Stored data entries
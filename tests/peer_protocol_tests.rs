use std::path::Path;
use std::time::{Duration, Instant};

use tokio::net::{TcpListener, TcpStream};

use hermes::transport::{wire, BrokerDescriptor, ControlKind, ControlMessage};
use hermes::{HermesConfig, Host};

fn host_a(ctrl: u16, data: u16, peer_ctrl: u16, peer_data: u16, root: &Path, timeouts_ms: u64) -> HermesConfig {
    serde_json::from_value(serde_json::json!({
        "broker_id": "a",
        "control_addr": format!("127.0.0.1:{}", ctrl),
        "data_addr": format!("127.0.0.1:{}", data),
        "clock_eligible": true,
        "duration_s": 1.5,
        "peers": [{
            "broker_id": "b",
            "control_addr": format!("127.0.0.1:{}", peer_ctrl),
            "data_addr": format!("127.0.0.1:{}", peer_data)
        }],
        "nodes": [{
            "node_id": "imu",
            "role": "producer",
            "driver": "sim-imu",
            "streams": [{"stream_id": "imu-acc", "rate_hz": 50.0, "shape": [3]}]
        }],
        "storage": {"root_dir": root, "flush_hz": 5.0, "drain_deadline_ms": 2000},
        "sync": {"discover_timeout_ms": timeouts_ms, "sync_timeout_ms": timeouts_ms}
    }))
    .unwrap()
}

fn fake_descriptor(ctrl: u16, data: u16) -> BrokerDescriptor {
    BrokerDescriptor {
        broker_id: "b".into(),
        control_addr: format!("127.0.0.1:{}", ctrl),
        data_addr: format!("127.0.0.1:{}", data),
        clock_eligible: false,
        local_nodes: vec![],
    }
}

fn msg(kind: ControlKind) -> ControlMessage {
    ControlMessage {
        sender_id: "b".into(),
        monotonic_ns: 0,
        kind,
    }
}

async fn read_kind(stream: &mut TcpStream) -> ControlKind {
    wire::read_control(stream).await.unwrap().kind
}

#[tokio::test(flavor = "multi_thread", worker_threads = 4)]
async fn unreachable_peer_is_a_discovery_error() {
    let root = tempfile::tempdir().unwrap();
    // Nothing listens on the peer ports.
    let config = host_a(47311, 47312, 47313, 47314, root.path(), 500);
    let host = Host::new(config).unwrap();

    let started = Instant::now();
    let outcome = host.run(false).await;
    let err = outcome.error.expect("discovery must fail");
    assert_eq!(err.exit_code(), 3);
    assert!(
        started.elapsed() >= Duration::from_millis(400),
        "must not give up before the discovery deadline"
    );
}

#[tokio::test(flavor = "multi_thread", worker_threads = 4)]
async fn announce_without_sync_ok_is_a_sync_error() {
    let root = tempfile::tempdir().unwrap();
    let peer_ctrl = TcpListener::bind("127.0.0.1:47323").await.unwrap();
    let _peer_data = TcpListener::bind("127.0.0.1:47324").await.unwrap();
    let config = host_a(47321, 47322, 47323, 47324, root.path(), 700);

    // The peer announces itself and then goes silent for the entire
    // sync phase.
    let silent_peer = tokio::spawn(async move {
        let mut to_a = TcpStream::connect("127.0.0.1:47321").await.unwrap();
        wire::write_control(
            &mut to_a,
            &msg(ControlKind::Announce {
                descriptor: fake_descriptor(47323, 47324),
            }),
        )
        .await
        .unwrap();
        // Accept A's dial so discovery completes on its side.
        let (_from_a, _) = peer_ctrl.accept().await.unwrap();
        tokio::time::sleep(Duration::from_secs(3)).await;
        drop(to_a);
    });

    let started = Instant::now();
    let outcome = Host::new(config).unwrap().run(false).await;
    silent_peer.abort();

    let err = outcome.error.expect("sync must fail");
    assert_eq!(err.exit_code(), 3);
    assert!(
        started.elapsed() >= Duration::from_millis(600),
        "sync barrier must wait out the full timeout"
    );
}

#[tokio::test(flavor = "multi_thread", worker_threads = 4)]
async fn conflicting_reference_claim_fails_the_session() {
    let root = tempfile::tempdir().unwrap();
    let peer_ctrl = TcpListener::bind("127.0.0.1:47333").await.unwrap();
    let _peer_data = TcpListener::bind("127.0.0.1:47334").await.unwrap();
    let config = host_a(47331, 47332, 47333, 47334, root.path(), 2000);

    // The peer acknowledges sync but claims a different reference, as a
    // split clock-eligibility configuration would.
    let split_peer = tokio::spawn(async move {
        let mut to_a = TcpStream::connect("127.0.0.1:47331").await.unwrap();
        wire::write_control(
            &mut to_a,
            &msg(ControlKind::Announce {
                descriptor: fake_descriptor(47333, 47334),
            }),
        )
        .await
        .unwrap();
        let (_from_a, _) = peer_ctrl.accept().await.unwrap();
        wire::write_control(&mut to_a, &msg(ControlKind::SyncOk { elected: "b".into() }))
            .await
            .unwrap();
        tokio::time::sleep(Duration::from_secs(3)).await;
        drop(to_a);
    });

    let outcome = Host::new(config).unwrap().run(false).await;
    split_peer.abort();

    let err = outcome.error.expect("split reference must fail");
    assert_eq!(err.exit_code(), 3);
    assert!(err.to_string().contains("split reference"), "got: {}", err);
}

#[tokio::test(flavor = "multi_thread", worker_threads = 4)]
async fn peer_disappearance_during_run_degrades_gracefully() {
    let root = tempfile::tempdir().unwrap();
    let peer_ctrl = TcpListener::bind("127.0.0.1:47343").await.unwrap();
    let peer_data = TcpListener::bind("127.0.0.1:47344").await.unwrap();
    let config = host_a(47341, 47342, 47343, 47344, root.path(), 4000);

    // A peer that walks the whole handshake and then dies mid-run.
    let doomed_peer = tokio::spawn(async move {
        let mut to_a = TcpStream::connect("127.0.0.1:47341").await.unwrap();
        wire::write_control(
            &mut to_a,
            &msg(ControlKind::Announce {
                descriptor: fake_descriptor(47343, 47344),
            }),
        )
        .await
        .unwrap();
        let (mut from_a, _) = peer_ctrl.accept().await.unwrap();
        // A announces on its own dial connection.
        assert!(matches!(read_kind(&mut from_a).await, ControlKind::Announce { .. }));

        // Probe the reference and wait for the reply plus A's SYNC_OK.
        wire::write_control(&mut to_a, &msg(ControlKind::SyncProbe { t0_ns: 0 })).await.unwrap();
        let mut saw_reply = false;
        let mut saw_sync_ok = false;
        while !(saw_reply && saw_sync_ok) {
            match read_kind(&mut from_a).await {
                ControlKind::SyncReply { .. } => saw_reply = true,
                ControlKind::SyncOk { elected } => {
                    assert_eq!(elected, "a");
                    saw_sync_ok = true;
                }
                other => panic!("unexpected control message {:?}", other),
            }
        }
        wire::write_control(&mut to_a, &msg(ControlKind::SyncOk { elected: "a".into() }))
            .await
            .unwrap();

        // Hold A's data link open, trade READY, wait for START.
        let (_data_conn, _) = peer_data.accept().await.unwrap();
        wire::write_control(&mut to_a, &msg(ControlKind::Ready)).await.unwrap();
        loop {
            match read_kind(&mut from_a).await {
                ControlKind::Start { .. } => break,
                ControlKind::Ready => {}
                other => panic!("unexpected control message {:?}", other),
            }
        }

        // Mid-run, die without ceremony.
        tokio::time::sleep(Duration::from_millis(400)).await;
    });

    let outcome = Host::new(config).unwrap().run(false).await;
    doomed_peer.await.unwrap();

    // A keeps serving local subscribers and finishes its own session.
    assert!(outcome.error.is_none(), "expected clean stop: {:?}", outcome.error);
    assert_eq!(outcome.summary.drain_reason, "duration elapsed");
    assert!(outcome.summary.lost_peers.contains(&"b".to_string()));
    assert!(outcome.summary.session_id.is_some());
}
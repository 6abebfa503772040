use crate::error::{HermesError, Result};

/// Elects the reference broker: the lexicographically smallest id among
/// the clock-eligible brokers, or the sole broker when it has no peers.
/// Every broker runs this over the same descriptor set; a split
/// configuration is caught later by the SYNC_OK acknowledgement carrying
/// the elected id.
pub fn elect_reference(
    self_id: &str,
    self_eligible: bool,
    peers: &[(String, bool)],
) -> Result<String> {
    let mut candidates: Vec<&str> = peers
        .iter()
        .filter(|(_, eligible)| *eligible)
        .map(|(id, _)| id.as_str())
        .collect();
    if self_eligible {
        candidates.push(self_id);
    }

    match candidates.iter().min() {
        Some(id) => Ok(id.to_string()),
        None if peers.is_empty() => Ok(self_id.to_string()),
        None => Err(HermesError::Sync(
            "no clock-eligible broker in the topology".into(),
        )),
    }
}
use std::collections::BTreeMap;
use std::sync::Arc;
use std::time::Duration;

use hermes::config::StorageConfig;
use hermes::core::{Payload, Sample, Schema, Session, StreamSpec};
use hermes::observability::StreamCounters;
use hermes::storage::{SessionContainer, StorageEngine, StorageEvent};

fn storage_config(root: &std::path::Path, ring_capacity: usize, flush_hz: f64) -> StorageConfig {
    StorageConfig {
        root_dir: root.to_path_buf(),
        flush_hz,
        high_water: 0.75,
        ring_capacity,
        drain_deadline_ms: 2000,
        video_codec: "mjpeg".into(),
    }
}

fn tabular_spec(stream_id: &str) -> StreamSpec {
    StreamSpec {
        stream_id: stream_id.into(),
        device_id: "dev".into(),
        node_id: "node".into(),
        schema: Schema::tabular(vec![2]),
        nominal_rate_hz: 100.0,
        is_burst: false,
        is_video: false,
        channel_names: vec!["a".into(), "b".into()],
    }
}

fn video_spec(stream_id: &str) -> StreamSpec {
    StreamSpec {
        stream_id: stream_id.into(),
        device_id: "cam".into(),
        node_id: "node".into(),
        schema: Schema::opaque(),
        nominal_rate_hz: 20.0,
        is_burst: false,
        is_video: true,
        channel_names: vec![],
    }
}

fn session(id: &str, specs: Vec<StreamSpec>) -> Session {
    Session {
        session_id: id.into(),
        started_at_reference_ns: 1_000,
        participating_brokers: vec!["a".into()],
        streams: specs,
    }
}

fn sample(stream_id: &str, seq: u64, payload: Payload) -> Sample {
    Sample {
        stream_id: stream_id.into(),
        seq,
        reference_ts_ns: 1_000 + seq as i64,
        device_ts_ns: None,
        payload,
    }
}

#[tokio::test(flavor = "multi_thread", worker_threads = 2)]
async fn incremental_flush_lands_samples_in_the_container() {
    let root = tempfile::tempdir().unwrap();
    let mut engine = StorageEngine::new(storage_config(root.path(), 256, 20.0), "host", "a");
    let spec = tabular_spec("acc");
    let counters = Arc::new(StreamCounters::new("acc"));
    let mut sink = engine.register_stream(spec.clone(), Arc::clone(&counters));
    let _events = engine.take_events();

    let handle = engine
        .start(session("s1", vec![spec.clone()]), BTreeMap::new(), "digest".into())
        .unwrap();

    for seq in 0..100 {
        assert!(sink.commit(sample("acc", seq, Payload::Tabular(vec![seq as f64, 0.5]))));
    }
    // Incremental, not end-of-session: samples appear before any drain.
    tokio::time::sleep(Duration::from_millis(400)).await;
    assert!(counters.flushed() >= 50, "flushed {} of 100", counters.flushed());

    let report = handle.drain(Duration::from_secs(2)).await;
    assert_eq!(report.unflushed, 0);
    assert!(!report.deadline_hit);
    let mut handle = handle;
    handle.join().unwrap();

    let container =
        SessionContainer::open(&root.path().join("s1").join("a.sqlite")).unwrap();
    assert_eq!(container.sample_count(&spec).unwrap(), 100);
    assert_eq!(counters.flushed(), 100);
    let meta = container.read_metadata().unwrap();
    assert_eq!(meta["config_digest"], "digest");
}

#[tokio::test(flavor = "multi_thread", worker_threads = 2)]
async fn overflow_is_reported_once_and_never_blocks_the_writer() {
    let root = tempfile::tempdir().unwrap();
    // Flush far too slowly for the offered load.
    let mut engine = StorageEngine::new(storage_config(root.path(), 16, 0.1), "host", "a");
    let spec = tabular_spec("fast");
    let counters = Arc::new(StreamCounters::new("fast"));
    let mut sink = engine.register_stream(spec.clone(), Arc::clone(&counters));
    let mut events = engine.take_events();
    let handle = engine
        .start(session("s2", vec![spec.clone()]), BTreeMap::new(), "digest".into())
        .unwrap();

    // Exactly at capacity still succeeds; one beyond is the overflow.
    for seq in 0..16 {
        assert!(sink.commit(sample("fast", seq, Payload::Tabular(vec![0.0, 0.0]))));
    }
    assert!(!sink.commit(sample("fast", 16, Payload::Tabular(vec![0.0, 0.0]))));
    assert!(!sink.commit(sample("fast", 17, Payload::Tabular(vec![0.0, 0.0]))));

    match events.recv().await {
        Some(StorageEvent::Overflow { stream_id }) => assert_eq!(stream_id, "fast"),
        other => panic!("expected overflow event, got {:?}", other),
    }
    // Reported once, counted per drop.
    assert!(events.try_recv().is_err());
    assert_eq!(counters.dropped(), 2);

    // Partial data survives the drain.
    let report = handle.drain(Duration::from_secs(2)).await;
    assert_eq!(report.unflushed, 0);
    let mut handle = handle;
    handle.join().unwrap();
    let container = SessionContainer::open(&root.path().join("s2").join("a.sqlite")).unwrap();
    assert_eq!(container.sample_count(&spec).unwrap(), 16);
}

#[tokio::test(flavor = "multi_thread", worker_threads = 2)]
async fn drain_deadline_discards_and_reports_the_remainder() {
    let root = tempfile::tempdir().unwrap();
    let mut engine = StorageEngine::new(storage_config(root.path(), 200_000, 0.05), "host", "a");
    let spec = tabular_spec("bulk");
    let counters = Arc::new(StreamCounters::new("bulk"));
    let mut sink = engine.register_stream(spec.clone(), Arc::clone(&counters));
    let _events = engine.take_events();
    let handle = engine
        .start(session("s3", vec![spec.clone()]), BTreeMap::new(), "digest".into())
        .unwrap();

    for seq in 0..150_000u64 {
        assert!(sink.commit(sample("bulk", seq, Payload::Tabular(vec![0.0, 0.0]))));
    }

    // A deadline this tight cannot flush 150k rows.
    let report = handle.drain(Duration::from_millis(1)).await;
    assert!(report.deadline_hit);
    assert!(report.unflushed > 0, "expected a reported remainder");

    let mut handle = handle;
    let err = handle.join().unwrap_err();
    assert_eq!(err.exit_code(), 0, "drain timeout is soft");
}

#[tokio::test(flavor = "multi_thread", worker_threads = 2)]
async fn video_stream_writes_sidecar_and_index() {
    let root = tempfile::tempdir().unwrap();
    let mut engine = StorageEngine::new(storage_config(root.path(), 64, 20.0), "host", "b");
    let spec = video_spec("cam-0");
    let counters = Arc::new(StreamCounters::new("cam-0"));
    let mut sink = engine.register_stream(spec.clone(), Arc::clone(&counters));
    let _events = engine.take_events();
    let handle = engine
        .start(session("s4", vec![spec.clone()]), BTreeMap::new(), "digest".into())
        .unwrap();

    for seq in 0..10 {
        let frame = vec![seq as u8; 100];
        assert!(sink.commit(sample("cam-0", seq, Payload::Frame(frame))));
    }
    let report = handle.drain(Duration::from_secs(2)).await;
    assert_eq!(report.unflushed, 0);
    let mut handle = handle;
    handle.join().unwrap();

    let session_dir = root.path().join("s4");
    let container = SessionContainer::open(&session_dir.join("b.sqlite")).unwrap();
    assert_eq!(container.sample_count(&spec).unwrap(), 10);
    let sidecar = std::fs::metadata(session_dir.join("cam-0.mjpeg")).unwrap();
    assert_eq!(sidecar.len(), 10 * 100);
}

*Exercise goal*: From the records above, report the count of lines containing "contains" and nothing more.

*Answer to this problem*: 2